WHAT THE TASK REQUIRES:
The answer must consist of every line below that holds the word "ExErrorKind".

INPUT RECORDS:
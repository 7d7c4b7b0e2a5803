//! The `database_migrations` ledger

#![allow(clippy::result_large_err)]

use crate::errors::{from_rusqlite, Result};
use crate::migrations::ddl::table_exists;
use crate::migrations::environment::Environment;
use crate::migrations::migration::Migration;
use rusqlite::{params, Connection, Row};
use serde::Serialize;

pub const LEDGER_TABLE: &str = "database_migrations";

pub const APPLIED_BY: &str = "migration_manager";

/// One ledger row
#[derive(Debug, Clone, PartialEq, Serialize)]
pub struct LedgerEntry {
    pub id: i64,
    pub version: String,
    pub name: String,
    pub checksum: String,
    pub applied_at: String,
    pub applied_by: String,
    pub environment: Option<String>,
    pub success: bool,
    pub error_message: Option<String>,
}

impl LedgerEntry {
    fn from_row(row: &Row<'_>) -> rusqlite::Result<Self> {
        Ok(Self {
            id: row.get(0)?,
            version: row.get(1)?,
            name: row.get(2)?,
            checksum: row.get(3)?,
            applied_at: row.get(4)?,
            applied_by: row.get(5)?,
            environment: row.get(6)?,
            success: row.get(7)?,
            error_message: row.get(8)?,
        })
    }
}

const ENTRY_COLUMNS: &str =
    "id, version, name, checksum, applied_at, applied_by, environment, success, error_message";

pub fn ensure_ledger(conn: &Connection) -> Result<()> {
    conn.execute(
        "CREATE TABLE IF NOT EXISTS database_migrations (
            id INTEGER PRIMARY KEY AUTOINCREMENT,
            version TEXT NOT NULL UNIQUE,
            name TEXT NOT NULL,
            checksum TEXT NOT NULL,
            applied_at TEXT NOT NULL,
            applied_by TEXT NOT NULL DEFAULT 'migration_manager',
            environment TEXT,
            success BOOLEAN NOT NULL DEFAULT 1,
            error_message TEXT,
            rollback_info TEXT
        )",
        [],
    )
    .map_err(from_rusqlite)?;
    Ok(())
}

pub fn ledger_exists(conn: &Connection) -> Result<bool> {
    table_exists(conn, LEDGER_TABLE)
}

fn now() -> String {
    chrono::Utc::now().format("%Y-%m-%d %H:%M:%S%.3f").to_string()
}

/// Successful entries, oldest first
pub fn applied_entries(conn: &Connection) -> Result<Vec<LedgerEntry>> {
    if !ledger_exists(conn)? {
        return Ok(Vec::new());
    }
    let mut stmt = conn
        .prepare(&format!(
            "SELECT {} FROM database_migrations WHERE success = 1 ORDER BY applied_at, id",
            ENTRY_COLUMNS
        ))
        .map_err(from_rusqlite)?;
    let entries = stmt
        .query_map([], LedgerEntry::from_row)
        .map_err(from_rusqlite)?
        .collect::<std::result::Result<Vec<_>, _>>()
        .map_err(from_rusqlite)?;
    Ok(entries)
}

/// Every entry recorded for a version
pub fn history(conn: &Connection, version: &str) -> Result<Vec<LedgerEntry>> {
    if !ledger_exists(conn)? {
        return Ok(Vec::new());
    }
    let mut stmt = conn
        .prepare(&format!(
            "SELECT {} FROM database_migrations WHERE version = ?1 ORDER BY applied_at, id",
            ENTRY_COLUMNS
        ))
        .map_err(from_rusqlite)?;
    let entries = stmt
        .query_map([version], LedgerEntry::from_row)
        .map_err(from_rusqlite)?
        .collect::<std::result::Result<Vec<_>, _>>()
        .map_err(from_rusqlite)?;
    Ok(entries)
}

/// Record a successful application; runs inside the migration's transaction
pub fn record_success(conn: &Connection, migration: &dyn Migration, env: Environment) -> Result<()> {
    conn.execute(
        "INSERT OR REPLACE INTO database_migrations
            (version, name, checksum, applied_at, applied_by, environment, success, error_message)
         VALUES (?1, ?2, ?3, ?4, ?5, ?6, 1, NULL)",
        params![
            migration.version(),
            migration.description(),
            migration.checksum(),
            now(),
            APPLIED_BY,
            env.as_str()
        ],
    )
    .map_err(from_rusqlite)?;
    Ok(())
}

/// Record a failed application after its transaction was rolled back
pub fn record_failure(
    conn: &Connection,
    migration: &dyn Migration,
    env: Environment,
    error: &str,
) -> Result<()> {
    conn.execute(
        "INSERT OR REPLACE INTO database_migrations
            (version, name, checksum, applied_at, applied_by, environment, success, error_message)
         VALUES (?1, ?2, ?3, ?4, ?5, ?6, 0, ?7)",
        params![
            migration.version(),
            migration.description(),
            migration.checksum(),
            now(),
            APPLIED_BY,
            env.as_str(),
            error
        ],
    )
    .map_err(from_rusqlite)?;
    Ok(())
}

pub fn remove(conn: &Connection, version: &str) -> Result<()> {
    conn.execute(
        "DELETE FROM database_migrations WHERE version = ?1",
        [version],
    )
    .map_err(from_rusqlite)?;
    Ok(())
}
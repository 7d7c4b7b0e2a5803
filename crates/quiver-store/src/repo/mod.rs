//! Repository layer over the catalog, manufacturer and validation tables

pub mod arrow_repo;
pub mod manufacturer_repo;
pub mod validation_repo;

pub use arrow_repo::{
    spine_display, ArrowRepo, ArrowSummary, DatabaseStatistics, SearchQuery, UpsertOutcome,
};
pub use manufacturer_repo::{Manufacturer, ManufacturerRepo};
pub use validation_repo::{
    FixAttempt, FixMethod, IssueFilter, NewIssue, PersistOutcome, RunTotals, StoredIssue,
    ValidationRepo, ValidationRun,
};
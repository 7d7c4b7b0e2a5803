//! Page retrieval

use crate::config::CrawlSettings;
use crate::errors::{http_error, Result};
use crate::text::html_to_text;
use async_trait::async_trait;
use quiver_core::errors::{ExError, ExErrorKind};
use reqwest::Client;
use std::time::Duration;

/// Source of readable page text
#[cfg_attr(test, mockall::automock)]
#[async_trait]
pub trait PageFetcher: Send + Sync {
    async fn fetch_text(&self, url: &str) -> Result<String>;
}

/// HTTP fetcher with retries and linear backoff
pub struct HttpFetcher {
    client: Client,
    max_retries: u32,
    backoff: Duration,
}

impl HttpFetcher {
    /// # Errors
    ///
    /// `ExternalService` when the HTTP client cannot be built.
    pub fn new(settings: &CrawlSettings) -> Result<Self> {
        let client = Client::builder()
            .user_agent(settings.user_agent.as_str())
            .timeout(Duration::from_secs(settings.timeout))
            .build()
            .map_err(|e| {
                ExError::new(ExErrorKind::ExternalService)
                    .with_op("http_client")
                    .with_message(e.to_string())
            })?;
        Ok(Self {
            client,
            max_retries: settings.max_retries.max(1),
            backoff: Duration::from_secs(1),
        })
    }

    pub fn with_backoff(mut self, backoff: Duration) -> Self {
        self.backoff = backoff;
        self
    }

    async fn fetch_once(&self, url: &str) -> Result<String> {
        self.client
            .get(url)
            .send()
            .await
            .map_err(|e| http_error(url, e))?
            .error_for_status()
            .map_err(|e| http_error(url, e))?
            .text()
            .await
            .map_err(|e| http_error(url, e))
    }
}

#[async_trait]
impl PageFetcher for HttpFetcher {
    async fn fetch_text(&self, url: &str) -> Result<String> {
        let mut attempt = 1;
        loop {
            match self.fetch_once(url).await {
                Ok(html) => return Ok(html_to_text(&html)),
                Err(e) if attempt < self.max_retries => {
                    tracing::warn!(url, attempt, error = %e, "fetch failed, retrying");
                    tokio::time::sleep(self.backoff * attempt).await;
                    attempt += 1;
                }
                Err(e) => return Err(e),
            }
        }
    }
}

ANSWER BOX:
use quiver_core::errors::{ExError, ExErrorKind};
                ExError::new(ExErrorKind::ExternalService)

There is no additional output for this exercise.